Saved entries
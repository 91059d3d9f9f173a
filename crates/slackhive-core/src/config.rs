//! Configuration types for the transports.

use std::time::Duration;

// =============================================================================
// Retry Config
// =============================================================================

/// Bounded exponential backoff.
#[derive(Debug, Clone, PartialEq)]
pub struct RetryConfig {
    /// Delay before the first retry.
    pub initial_delay: Duration,
    /// Upper bound on any single delay.
    pub max_delay: Duration,
    /// Growth factor between consecutive delays.
    pub multiplier: f64,
    /// Maximum number of consecutive attempts (None = infinite).
    pub max_retries: Option<u32>,
}

impl Default for RetryConfig {
    fn default() -> Self {
        Self {
            initial_delay: Duration::from_millis(500),
            max_delay: Duration::from_secs(30),
            multiplier: 2.0,
            max_retries: None,
        }
    }
}

impl RetryConfig {
    /// The delay that follows `current`, capped at `max_delay`. A product
    /// that is not a valid duration (NaN, infinite, overflowing) yields the cap.
    pub fn next_delay(&self, current: Duration) -> Duration {
        Duration::try_from_secs_f64(current.as_secs_f64() * self.multiplier)
            .map_or(self.max_delay, |next| next.min(self.max_delay))
    }

    /// Whether another attempt is allowed after `attempts` failures.
    pub fn allows(&self, attempts: u32) -> bool {
        self.max_retries.is_none_or(|max| attempts < max)
    }
}

// =============================================================================
// Stream Config
// =============================================================================

/// Configuration for the streaming connection.
#[derive(Debug, Clone)]
pub struct StreamConfig {
    /// Initial WebSocket endpoint. The service may replace it at runtime.
    pub url: String,
    /// Limit on one TCP plus WebSocket handshake; expiry counts as a failed attempt.
    pub connect_timeout: Duration,
    /// Whether to reconnect after the connection closes.
    pub auto_reconnect: bool,
    /// Idle time after which a protocol ping is sent.
    pub keepalive_threshold: Duration,
    /// If set, `start` blocks until the connection is open or this elapses.
    pub open_wait_timeout: Option<Duration>,
    /// How often the receive loop checks the keepalive clock.
    pub poll_interval: Duration,
    /// Backoff between failed connection attempts.
    pub retry: RetryConfig,
}

impl Default for StreamConfig {
    fn default() -> Self {
        Self {
            url: String::new(),
            connect_timeout: Duration::from_secs(10),
            auto_reconnect: true,
            keepalive_threshold: Duration::from_secs(15),
            open_wait_timeout: Some(Duration::from_secs(15)),
            poll_interval: Duration::from_millis(10),
            retry: RetryConfig::default(),
        }
    }
}

impl StreamConfig {
    /// Creates a config for the given endpoint.
    pub fn new(url: impl Into<String>) -> Self {
        Self {
            url: url.into(),
            ..Default::default()
        }
    }

    /// Creates a config with auto-reconnect disabled.
    pub fn no_reconnect(url: impl Into<String>) -> Self {
        Self {
            url: url.into(),
            auto_reconnect: false,
            ..Default::default()
        }
    }

    /// Sets the keepalive threshold.
    pub fn with_keepalive(mut self, threshold: Duration) -> Self {
        self.keepalive_threshold = threshold;
        self
    }

    /// Sets (or clears) the open-wait timeout.
    pub fn with_open_wait(mut self, timeout: Option<Duration>) -> Self {
        self.open_wait_timeout = timeout;
        self
    }

    /// Sets the handshake timeout.
    pub fn with_connect_timeout(mut self, timeout: Duration) -> Self {
        self.connect_timeout = timeout;
        self
    }

    /// Sets the reconnect backoff.
    pub fn with_retry(mut self, retry: RetryConfig) -> Self {
        self.retry = retry;
        self
    }
}

// =============================================================================
// Web API Config
// =============================================================================

/// Configuration for the request/response API client.
#[derive(Debug, Clone)]
pub struct WebApiConfig {
    /// Base URL; method names are appended, e.g. `{api_url}/auth.test`.
    pub api_url: String,
    /// Bearer token.
    pub token: Option<String>,
    /// Per-request timeout.
    pub timeout: Duration,
}

impl WebApiConfig {
    /// Creates a config for the given base URL.
    pub fn new(api_url: impl Into<String>) -> Self {
        Self {
            api_url: api_url.into(),
            token: None,
            timeout: Duration::from_secs(30),
        }
    }

    /// Sets the bearer token.
    pub fn with_token(mut self, token: impl Into<String>) -> Self {
        self.token = Some(token.into());
        self
    }

    /// Sets the request timeout.
    pub fn with_timeout(mut self, timeout: Duration) -> Self {
        self.timeout = timeout;
        self
    }
}

impl Default for WebApiConfig {
    fn default() -> Self {
        Self::new("https://slack.com/api")
    }
}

What you will do
Print the entries once more, identical in every line.

Response below
repository 91059d3d9f9f173a
filename crates/slackhive-core/src/config.rs
//! Configuration types for the transports.

use std::time::Duration;

// =============================================================================
// Retry Config
// =============================================================================

/// Bounded exponential backoff.
#[derive(Debug, Clone, PartialEq)]
pub struct RetryConfig {
    /// Delay before the first retry.
    pub initial_delay: Duration,
    /// Upper bound on any single delay.
    pub max_delay: Duration,
    /// Growth factor between consecutive delays.
    pub multiplier: f64,
    /// Maximum number of consecutive attempts (None = infinite).
    pub max_retries: Option<u32>,
}

impl Default for RetryConfig {
    fn default() -> Self {
        Self {
            initial_delay: Duration::from_millis(500),
            max_delay: Duration::from_secs(30),
            multiplier: 2.0,
            max_retries: None,
        }
    }
}

impl RetryConfig {
    /// The delay that follows `current`, capped at `max_delay`. A product
    /// that is not a valid duration (NaN, infinite, overflowing) yields the cap.
    pub fn next_delay(&self, current: Duration) -> Duration {
        Duration::try_from_secs_f64(current.as_secs_f64() * self.multiplier)
            .map_or(self.max_delay, |next| next.min(self.max_delay))
    }

    /// Whether another attempt is allowed after `attempts` failures.
    pub fn allows(&self, attempts: u32) -> bool {
        self.max_retries.is_none_or(|max| attempts < max)
    }
}

// =============================================================================
// Stream Config
// =============================================================================

/// Configuration for the streaming connection.
#[derive(Debug, Clone)]
pub struct StreamConfig {
    /// Initial WebSocket endpoint. The service may replace it at runtime.
    pub url: String,
    /// Limit on one TCP plus WebSocket handshake; expiry counts as a failed attempt.
    pub connect_timeout: Duration,
    /// Whether to reconnect after the connection closes.
    pub auto_reconnect: bool,
    /// Idle time after which a protocol ping is sent.
    pub keepalive_threshold: Duration,
    /// If set, `start` blocks until the connection is open or this elapses.
    pub open_wait_timeout: Option<Duration>,
    /// How often the receive loop checks the keepalive clock.
    pub poll_interval: Duration,
    /// Backoff between failed connection attempts.
    pub retry: RetryConfig,
}

impl Default for StreamConfig {
    fn default() -> Self {
        Self {
            url: String::new(),
            connect_timeout: Duration::from_secs(10),
            auto_reconnect: true,
            keepalive_threshold: Duration::from_secs(15),
            open_wait_timeout: Some(Duration::from_secs(15)),
            poll_interval: Duration::from_millis(10),
            retry: RetryConfig::default(),
        }
    }
}

impl StreamConfig {
    /// Creates a config for the given endpoint.
    pub fn new(url: impl Into<String>) -> Self {
        Self {
            url: url.into(),
            ..Default::default()
        }
    }

    /// Creates a config with auto-reconnect disabled.
    pub fn no_reconnect(url: impl Into<String>) -> Self {
        Self {
            url: url.into(),
            auto_reconnect: false,
            ..Default::default()
        }
    }

    /// Sets the keepalive threshold.
    pub fn with_keepalive(mut self, threshold: Duration) -> Self {
        self.keepalive_threshold = threshold;
        self
    }

    /// Sets (or clears) the open-wait timeout.
    pub fn with_open_wait(mut self, timeout: Option<Duration>) -> Self {
        self.open_wait_timeout = timeout;
        self
    }

    /// Sets the handshake timeout.
    pub fn with_connect_timeout(mut self, timeout: Duration) -> Self {
        self.connect_timeout = timeout;
        self
    }

    /// Sets the reconnect backoff.
    pub fn with_retry(mut self, retry: RetryConfig) -> Self {
        self.retry = retry;
        self
    }
}

// =============================================================================
// Web API Config
// =============================================================================

/// Configuration for the request/response API client.
#[derive(Debug, Clone)]
pub struct WebApiConfig {
    /// Base URL; method names are appended, e.g. `{api_url}/auth.test`.
    pub api_url: String,
    /// Bearer token.
    pub token: Option<String>,
    /// Per-request timeout.
    pub timeout: Duration,
}

impl WebApiConfig {
    /// Creates a config for the given base URL.
    pub fn new(api_url: impl Into<String>) -> Self {
        Self {
            api_url: api_url.into(),
            token: None,
            timeout: Duration::from_secs(30),
        }
    }

    /// Sets the bearer token.
    pub fn with_token(mut self, token: impl Into<String>) -> Self {
        self.token = Some(token.into());
        self
    }

    /// Sets the request timeout.
    pub fn with_timeout(mut self, timeout: Duration) -> Self {
        self.timeout = timeout;
        self
    }
}

impl Default for WebApiConfig {
    fn default() -> Self {
        Self::new("https://slack.com/api")
    }
}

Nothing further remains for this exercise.